Every line of the records below that holds the word "usage" belongs in the answer.

** Opening Data for analysis block **

#[cfg(test)]
mod tests {
    use super::*;
    use serde_json::json;

    #[test]
    fn test_encoded_arguments_parse() {
        let args = ToolArguments::from(r#"{"drug": "Paracetamol"}"#);
        let map = args.parse().unwrap();
        assert_eq!(map["drug"], json!("Paracetamol"));
    }

    #[test]
    fn test_structured_arguments_parse_as_is() {
        let mut map = Map::new();
        map.insert("drug".into(), json!("Paracetamol"));
        let args = ToolArguments::from(map.clone());
        assert_eq!(args.parse().unwrap(), map);
    }

    #[test]
    fn test_empty_and_null_arguments() {
        assert!(ToolArguments::from("").parse().unwrap().is_empty());
        assert!(ToolArguments::from("null").parse().unwrap().is_empty());
        assert!(ToolArguments::from("[1, 2]").parse().is_err());
        assert!(ToolArguments::from("{not json").parse().is_err());
    }

    #[test]
    fn test_tool_call_deserializes_both_argument_shapes() {
        let encoded: ToolCall = serde_json::from_value(json!({
            "id": "call_1",
            "type": "function",
            "function": {"name": "lookup_price", "arguments": "{\"drug\":\"Paracetamol\"}"}
        }))
        .unwrap();
        assert!(matches!(encoded.function.arguments, ToolArguments::Encoded(_)));

        let structured: ToolCall = serde_json::from_value(json!({
            "id": "call_2",
            "function": {"name": "lookup_price", "arguments": {"drug": "Paracetamol"}}
        }))
        .unwrap();
        assert!(matches!(
            structured.function.arguments,
            ToolArguments::Structured(_)
        ));
        assert_eq!(structured.kind, "function");
        assert_eq!(
            encoded.function.arguments.parse().unwrap(),
            structured.function.arguments.parse().unwrap()
        );
    }

    #[test]
    fn test_structured_arguments_serialize_as_string() {
        let mut map = Map::new();
        map.insert("drug".into(), json!("Paracetamol"));
        let call = ToolCall::new("call_1", "lookup_price", map.into());
        let value = serde_json::to_value(&call).unwrap();
        assert_eq!(
            value["function"]["arguments"],
            json!("{\"drug\":\"Paracetamol\"}")
        );
    }

    #[test]
    fn test_tool_message_shape() {
        let msg = Message::tool("call_1", "lookup_price", "\"25 INR\"");
        let value = serde_json::to_value(&msg).unwrap();
        assert_eq!(
            value,
            json!({
                "role": "tool",
                "content": "\"25 INR\"",
                "tool_call_id": "call_1",
                "name": "lookup_price"
            })
        );
    }

    #[test]
    fn test_request_omits_unset_fields() {
        let req = ChatCompletionRequest::new("llama3-8b-8192", vec![Message::user("hi")])
            .with_tools(vec![]);
        let value = serde_json::to_value(&req).unwrap();
        assert!(value.get("tools").is_none());
        assert!(value.get("max_tokens").is_none());
        assert!(value.get("temperature").is_none());
    }

    #[test]
    fn test_request_with_tools_and_sampling() {
        let tool = ToolDefinition::function(
            "lookup_price",
            Some("Price lookup".into()),
            json!({"type": "object"}),
        );
        let req = ChatCompletionRequest::new("m", vec![])
            .with_tools(vec![tool])
            .with_max_tokens(4096)
            .with_temperature(0.0);
        let value = serde_json::to_value(&req).unwrap();
        assert_eq!(value["tools"][0]["type"], json!("function"));
        assert_eq!(value["tools"][0]["function"]["name"], json!("lookup_price"));
        assert_eq!(value["max_tokens"], json!(4096));
        assert_eq!(value["temperature"], json!(0.0));
    }

    #[test]
    fn test_response_deserialization() {
        let response: ChatCompletionResponse = serde_json::from_value(json!({
            "id": "chatcmpl-1",
            "object": "chat.completion",
            "created": 1700000000,
            "model": "llama3-8b-8192",
            "choices": [{
                "index": 0,
                "message": {
                    "role": "assistant",
                    "content": null,
                    "tool_calls": [{
                        "id": "call_1",
                        "type": "function",
                        "function": {"name": "lookup_price", "arguments": "{\"drug\":\"Paracetamol\"}"}
                    }]
                },
                "finish_reason": "tool_calls"
            }],
            "usage": {"prompt_tokens": 10, "completion_tokens": 5, "total_tokens": 15}
        }))
        .unwrap();

        let message = response.first_message().unwrap();
        assert_eq!(message.role, Role::Assistant);
        assert_eq!(message.content_text(), "");
        assert_eq!(message.tool_calls().len(), 1);
        assert_eq!(message.tool_calls()[0].name(), "lookup_price");
        assert_eq!(response.usage.unwrap().total_tokens, 15);
    }

    #[test]
    fn test_response_keeps_unknown_fields() {
        let body = json!({
            "id": "chatcmpl-2",
            "object": "chat.completion",
            "created": 1700000000,
            "model": "llama3-8b-8192",
            "system_fingerprint": "fp_179b0f92c9",
            "x_groq": {"id": "req_01"},
            "choices": [{
                "index": 0,
                "message": {"role": "assistant", "content": "25 INR", "reasoning": "looked it up"},
                "logprobs": null,
                "finish_reason": "stop"
            }],
            "usage": {
                "prompt_tokens": 10,
                "completion_tokens": 5,
                "total_tokens": 15,
                "queue_time": 0.02
            }
        });

        let response: ChatCompletionResponse = serde_json::from_value(body.clone()).unwrap();
        assert_eq!(response.extra["system_fingerprint"], json!("fp_179b0f92c9"));
        assert_eq!(response.choices[0].extra["logprobs"], Value::Null);
        assert_eq!(
            response.first_message().unwrap().extra["reasoning"],
            json!("looked it up")
        );
        assert_eq!(serde_json::to_value(&response).unwrap(), body);
    }

    #[test]
    fn test_from_message_finish_reason() {
        let text = ChatCompletionResponse::from_message("m", Message::assistant("done"));
        assert_eq!(text.choices[0].finish_reason.as_deref(), Some("stop"));

        let calls = ChatCompletionResponse::from_message(
            "m",
            Message::assistant_tool_calls(None, vec![ToolCall::new("c", "t", "{}".into())]),
        );
        assert_eq!(calls.choices[0].finish_reason.as_deref(), Some("tool_calls"));
    }
}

** Closing Data for analysis block **

■ Your response ■
            "usage": {"prompt_tokens": 10, "completion_tokens": 5, "total_tokens": 15}
        assert_eq!(response.usage.unwrap().total_tokens, 15);
            "usage": {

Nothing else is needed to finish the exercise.